Si misero tutti a ridere, lo feci anch' io, in fondo, il mistero che mi metteva ansia, era stato risolto.

Non avrei mai pensato che quel giorno sarebbe stato fonte di uno scandalo, la mia mente, la mia mente ancora rifiuta di partorire quel ricordo...

Io e Ryan, come da copione, eravamo soliti farci le coccole sull'autobus.

"Bang"... Ricordo ancora quel suono, ma ancora di più, quelle macchie di sangue stampate sul finestrino.

Le urla sull' autobus, furono tanto forti da far fischiare le orecchie.

Ricordo la folla, ricordo l'autista che inchiodò, ma soprattutto, non dimenticherò mai lo sguardo di una ragazzina.

Il suo sguardo era attonito, bianca in viso, era di sicuro il suo primo giorno di scuola nel nostro liceo...

Era seduta accanto al suicida, ma nulla faceva capire che si conoscessero.

Quel giorno, a scuola, in pochi riuscirono ad arrivare puntuali.

Fuori pioveva, un'atmosfera perfetta per descrivere ciò che era appena successo.

Eravamo tutti lì, fermi, a non dire nulla; quell'autobus che solitamente era ricco di urla e di risate, si era trasformato in un mezzo silenzioso.

Quel silenzio fu spento dopo qualche ora dalla polizia e anche loro divennero presto bianchi in viso: in effetti fu una scena che colpì tutti. I poliziotti iniziarono a fare delle domande, ma il loro tono di voce era un misto fra agitazione ed incredulità.

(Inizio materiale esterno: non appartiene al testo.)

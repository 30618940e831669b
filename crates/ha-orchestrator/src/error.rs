use thiserror::Error;

/// Failures surfaced by the external collaborators the coordinator core
/// depends on but does not implement (the real VM orchestrator, storage
/// layer, and alerting system).
#[derive(Debug, Error, Clone)]
pub enum OrchestratorError {
    #[error("resource unavailable: {0}")]
    ResourceUnavailable(String),

    #[error("operation timed out: {0}")]
    OperationTimedOut(String),

    #[error("concurrent operation detected: {0}")]
    ConcurrentOperation(String),

    #[error("insufficient capacity: {0}")]
    InsufficientCapacity(String),

    #[error("agent unavailable: {0}")]
    AgentUnavailable(String),

    #[error("internal orchestrator error: {0}")]
    Internal(String),
}

impl OrchestratorError {
    /// True for failures the recovery state machine should reschedule rather
    /// than treat as a hard stop (§7: everything except a programming error).
    pub fn is_retryable(&self) -> bool {
        !matches!(self, OrchestratorError::Internal(_))
    }
}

Le domande erano semplici, ma in quel momento, anche solo un "Avete visto se parlava con qualcuno prima di togliersi la vita?", era una domanda difficile alla quale rispondere, nessuno aveva visto niente.

Subito dopo arrivo l'ambulanza con i diversi medici che si assicurarono che tutti stessero bene, per poi, prendere il corpo di quel ragazzo. Non riuscii a vederlo bene, vidi solo dei ciuffi color castano mischiato al rosso del sangue e in quel momento, piansi. Ryan non riuscì a fare quasi nulla, era pietrificato, mi abbracciò solamente, forse perché era l'unica cosa che si poteva fare, non c'erano parole.

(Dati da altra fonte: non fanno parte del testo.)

use std::sync::Arc;

use ha_config::HaConfig;
use ha_domain::ZoneId;

/// Per-zone switch deciding whether HA scheduling and alerting are active.
/// Thin wrapper over `HaConfig`'s zone overrides so callers in this crate
/// never reach into config internals directly.
#[derive(Clone)]
pub struct FeatureGate {
    config: Arc<HaConfig>,
}

impl FeatureGate {
    pub fn new(config: Arc<HaConfig>) -> Self {
        Self { config }
    }

    pub fn is_enabled(&self, zone_id: &ZoneId) -> bool {
        self.config.vm_ha_enabled(zone_id)
    }

    pub fn alerts_enabled(&self, zone_id: &ZoneId) -> bool {
        self.config.vm_ha_alerts_enabled(zone_id)
    }
}

#[cfg(test)]
mod tests {
    use super::*;
    use ha_config::ZoneOverride;

    #[test]
    fn disabled_zone_is_reported_disabled() {
        let mut config = HaConfig::default();
        config.vm_ha_enabled = ZoneOverride::with_zones(true, [(ZoneId::new("quiet"), false)].into());
        let gate = FeatureGate::new(Arc::new(config));

        assert!(!gate.is_enabled(&ZoneId::new("quiet")));
        assert!(gate.is_enabled(&ZoneId::new("other")));
    }
}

Tutti gli studenti dell'autobus arrivarono a scuola alle 10:15, pur essendo fisicamente in classe, la mente era ferma ancora alle ore precedenti, nessuno rideva, tutti pallidi in volto e con lo sguardo attonito, come se tutto ciò fosse un sogno.

I professori erano visibilmente provati, spiegavano a fatica.

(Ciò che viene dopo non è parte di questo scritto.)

use std::path::Path;
use std::sync::Arc;

use async_trait::async_trait;
use ha_domain::{HostId, Step, VmId, WorkItem, WorkItemId, WorkType};
use redb::{Database, ReadableTable, TableDefinition};

use crate::error::StoreError;
use crate::store::{now_secs, WorkItemStore};

const ITEMS: TableDefinition<u64, &[u8]> = TableDefinition::new("work_items");
const META: TableDefinition<&str, u64> = TableDefinition::new("meta");

fn internal(e: impl std::fmt::Display) -> StoreError {
    StoreError::Internal(e.to_string())
}

/// Persistent [`WorkItemStore`] backed by a `redb` database file.
///
/// All work items survive process restarts. Suitable for a single-node
/// production deployment where the store does not need to be shared over
/// the network.
#[derive(Clone)]
pub struct RedbWorkItemStore {
    db: Arc<Database>,
}

impl RedbWorkItemStore {
    /// Open (or create) a redb database at `path`. Parent directories are
    /// created automatically.
    pub fn open(path: &Path) -> Result<Self, StoreError> {
        if let Some(parent) = path.parent() {
            std::fs::create_dir_all(parent).map_err(internal)?;
        }
        let db = Database::create(path).map_err(internal)?;
        {
            let wtxn = db.begin_write().map_err(internal)?;
            wtxn.open_table(ITEMS).map_err(internal)?;
            wtxn.open_table(META).map_err(internal)?;
            wtxn.commit().map_err(internal)?;
        }
        Ok(Self { db: Arc::new(db) })
    }

    fn all_items(&self) -> Result<Vec<WorkItem>, StoreError> {
        let rtxn = self.db.begin_read().map_err(internal)?;
        let table = rtxn.open_table(ITEMS).map_err(internal)?;
        let mut out = Vec::new();
        for entry in table.iter().map_err(internal)? {
            let (_k, v) = entry.map_err(internal)?;
            out.push(serde_json::from_slice(v.value())?);
        }
        Ok(out)
    }

    fn write_item(&self, item: &WorkItem) -> Result<(), StoreError> {
        let bytes = serde_json::to_vec(item)?;
        let wtxn = self.db.begin_write().map_err(internal)?;
        {
            let mut table = wtxn.open_table(ITEMS).map_err(internal)?;
            table
                .insert(item.id.as_u64(), bytes.as_slice())
                .map_err(internal)?;
        }
        wtxn.commit().map_err(internal)?;
        Ok(())
    }
}

#[async_trait]
impl WorkItemStore for RedbWorkItemStore {
    async fn persist(&self, mut item: WorkItem) -> Result<WorkItem, StoreError> {
        let wtxn = self.db.begin_write().map_err(internal)?;
        let id = {
            let mut meta = wtxn.open_table(META).map_err(internal)?;
            let next = meta
                .get("next_id")
                .map_err(internal)?
                .map(|g| g.value())
                .unwrap_or(0)
                + 1;
            meta.insert("next_id", next).map_err(internal)?;
            next
        };
        item.id = WorkItemId(id);
        item.step = Step::Scheduled;
        item.times_tried = 0;
        item.time_to_try = 0;
        let bytes = serde_json::to_vec(&item)?;
        {
            let mut table = wtxn.open_table(ITEMS).map_err(internal)?;
            table.insert(id, bytes.as_slice()).map_err(internal)?;
        }
        wtxn.commit().map_err(internal)?;
        Ok(item)
    }

    async fn take(&self, server_id: &str) -> Result<Option<WorkItem>, StoreError> {
        let now = now_secs();
        let wtxn = self.db.begin_write().map_err(internal)?;
        let chosen = {
            let table = wtxn.open_table(ITEMS).map_err(internal)?;
            let mut best: Option<WorkItem> = None;
            for entry in table.iter().map_err(internal)? {
                let (_k, v) = entry.map_err(internal)?;
                let item: WorkItem = serde_json::from_slice(v.value())?;
                if item.server_id.is_some() || item.time_to_try > now {
                    continue;
                }
                best = match best {
                    None => Some(item),
                    Some(b) if (item.time_to_try, item.id) < (b.time_to_try, b.id) => Some(item),
                    Some(b) => Some(b),
                };
            }
            best
        };

        let Some(mut item) = chosen else {
            return Ok(None);
        };
        item.server_id = Some(server_id.to_string());
        item.date_taken = Some(now);
        let bytes = serde_json::to_vec(&item)?;
        {
            let mut table = wtxn.open_table(ITEMS).map_err(internal)?;
            table
                .insert(item.id.as_u64(), bytes.as_slice())
                .map_err(internal)?;
        }
        wtxn.commit().map_err(internal)?;
        Ok(Some(item))
    }

    async fn update(&self, item: &WorkItem) -> Result<(), StoreError> {
        let rtxn = self.db.begin_read().map_err(internal)?;
        let exists = {
            let table = rtxn.open_table(ITEMS).map_err(internal)?;
            table.get(item.id.as_u64()).map_err(internal)?.is_some()
        };
        if !exists {
            return Err(StoreError::NotFound(item.id.as_u64()));
        }
        self.write_item(item)
    }

    async fn has_been_scheduled(&self, vm_id: &VmId, work_type: WorkType) -> Result<bool, StoreError> {
        Ok(self
            .all_items()?
            .iter()
            .any(|i| i.instance_id == *vm_id && i.work_type == work_type && !i.step.is_terminal()))
    }

    async fn list_pending_ha_work_for_vm(&self, vm_id: &VmId) -> Result<Vec<WorkItem>, StoreError> {
        Ok(self
            .all_items()?
            .into_iter()
            .filter(|i| i.instance_id == *vm_id && i.work_type == WorkType::Ha && !i.step.is_terminal())
            .collect())
    }

    async fn list_pending_migrations_for_vm(
        &self,
        vm_id: &VmId,
    ) -> Result<Vec<WorkItem>, StoreError> {
        Ok(self
            .all_items()?
            .into_iter()
            .filter(|i| {
                i.instance_id == *vm_id && i.work_type == WorkType::Migration && !i.step.is_terminal()
            })
            .collect())
    }

    async fn find_previous_ha(&self, vm_id: &VmId) -> Result<Option<WorkItem>, StoreError> {
        Ok(self
            .all_items()?
            .into_iter()
            .filter(|i| i.instance_id == *vm_id && i.work_type == WorkType::Ha)
            .max_by_key(|i| i.id))
    }

    async fn list_future_ha_work_for_vm(
        &self,
        vm_id: &VmId,
        exclude_id: WorkItemId,
    ) -> Result<Vec<WorkItem>, StoreError> {
        Ok(self
            .all_items()?
            .into_iter()
            .filter(|i| {
                i.instance_id == *vm_id
                    && i.work_type == WorkType::Ha
                    && !i.step.is_terminal()
                    && i.id > exclude_id
            })
            .collect())
    }

    async fn list_running_ha_work_for_vm(&self, vm_id: &VmId) -> Result<Vec<WorkItem>, StoreError> {
        Ok(self
            .all_items()?
            .into_iter()
            .filter(|i| {
                i.instance_id == *vm_id
                    && i.work_type == WorkType::Ha
                    && !i.step.is_terminal()
                    && i.is_taken()
            })
            .collect())
    }

    async fn find_taken_work_items(&self, work_type: WorkType) -> Result<Vec<WorkItem>, StoreError> {
        Ok(self
            .all_items()?
            .into_iter()
            .filter(|i| i.work_type == work_type && i.is_taken())
            .collect())
    }

    async fn delete_migration_work_items(
        &self,
        host_id: &HostId,
        work_type: WorkType,
        server_id: &str,
    ) -> Result<(), StoreError> {
        let victims: Vec<WorkItemId> = self
            .all_items()?
            .into_iter()
            .filter(|i| {
                i.work_type == work_type
                    && i.host_id.as_ref() == Some(host_id)
                    && i.server_id.as_deref() == Some(server_id)
            })
            .map(|i| i.id)
            .collect();
        self.remove_ids(&victims)?;
        Ok(())
    }

    async fn release_work_items(&self, server_id: &str) -> Result<usize, StoreError> {
        let mut count = 0;
        for mut item in self.all_items()? {
            if item.server_id.as_deref() == Some(server_id) {
                item.server_id = None;
                item.date_taken = None;
                self.write_item(&item)?;
                count += 1;
            }
        }
        Ok(count)
    }

    async fn mark_pending_works_as_investigating(&self) -> Result<usize, StoreError> {
        let mut count = 0;
        for mut item in self.all_items()? {
            if item.step == Step::Investigating && item.is_taken() {
                item.server_id = None;
                item.date_taken = None;
                self.write_item(&item)?;
                count += 1;
            }
        }
        Ok(count)
    }

    async fn mark_server_pending_works_as_investigating(
        &self,
        server_id: &str,
    ) -> Result<usize, StoreError> {
        let mut count = 0;
        for mut item in self.all_items()? {
            if item.step == Step::Investigating && item.server_id.as_deref() == Some(server_id) {
                item.server_id = None;
                item.date_taken = None;
                self.write_item(&item)?;
                count += 1;
            }
        }
        Ok(count)
    }

    async fn cleanup(&self, older_than: u64) -> Result<usize, StoreError> {
        let victims: Vec<WorkItemId> = self
            .all_items()?
            .into_iter()
            .filter(|i| i.step.is_terminal() && i.completed_at.is_some_and(|t| t <= older_than))
            .map(|i| i.id)
            .collect();
        self.remove_ids(&victims)
    }

    async fn expunge_by_vm_list(&self, vm_ids: &[VmId], batch_size: usize) -> Result<usize, StoreError> {
        let victims: Vec<WorkItemId> = self
            .all_items()?
            .into_iter()
            .filter(|i| vm_ids.contains(&i.instance_id))
            .take(batch_size)
            .map(|i| i.id)
            .collect();
        self.remove_ids(&victims)
    }

    async fn delete(&self, vm_id: &VmId, work_type: WorkType) -> Result<(), StoreError> {
        let victims: Vec<WorkItemId> = self
            .all_items()?
            .into_iter()
            .filter(|i| i.instance_id == *vm_id && i.work_type == work_type)
            .map(|i| i.id)
            .collect();
        self.remove_ids(&victims)?;
        Ok(())
    }

    async fn list_all(&self) -> Result<Vec<WorkItem>, StoreError> {
        self.all_items()
    }
}

impl RedbWorkItemStore {
    fn remove_ids(&self, ids: &[WorkItemId]) -> Result<usize, StoreError> {
        if ids.is_empty() {
            return Ok(0);
        }
        let wtxn = self.db.begin_write().map_err(internal)?;
        {
            let mut table = wtxn.open_table(ITEMS).map_err(internal)?;
            for id in ids {
                table.remove(id.as_u64()).map_err(internal)?;
            }
        }
        wtxn.commit().map_err(internal)?;
        Ok(ids.len())
    }
}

Nell' ora di Storia, il professor Ward fu interrotto nella spiegazione da uno studente che chiese - Professore, quanti anni aveva quel ragazzo...? - il professore dopo qualche secondo di silenzio, con gli occhi bassi rispose - 15 anni signor Brooks... 15 anni- ci fu silenzio, ma quest' ultimo non durò molto, il professore continuò a parlare dicendo - Io ho un figlio di 16... Lo adoro, sorride sempre, eppure, non si sa se ciò che prova è effettivamente felicità. -

La lezione di storia ormai era diventata una lezione di vita.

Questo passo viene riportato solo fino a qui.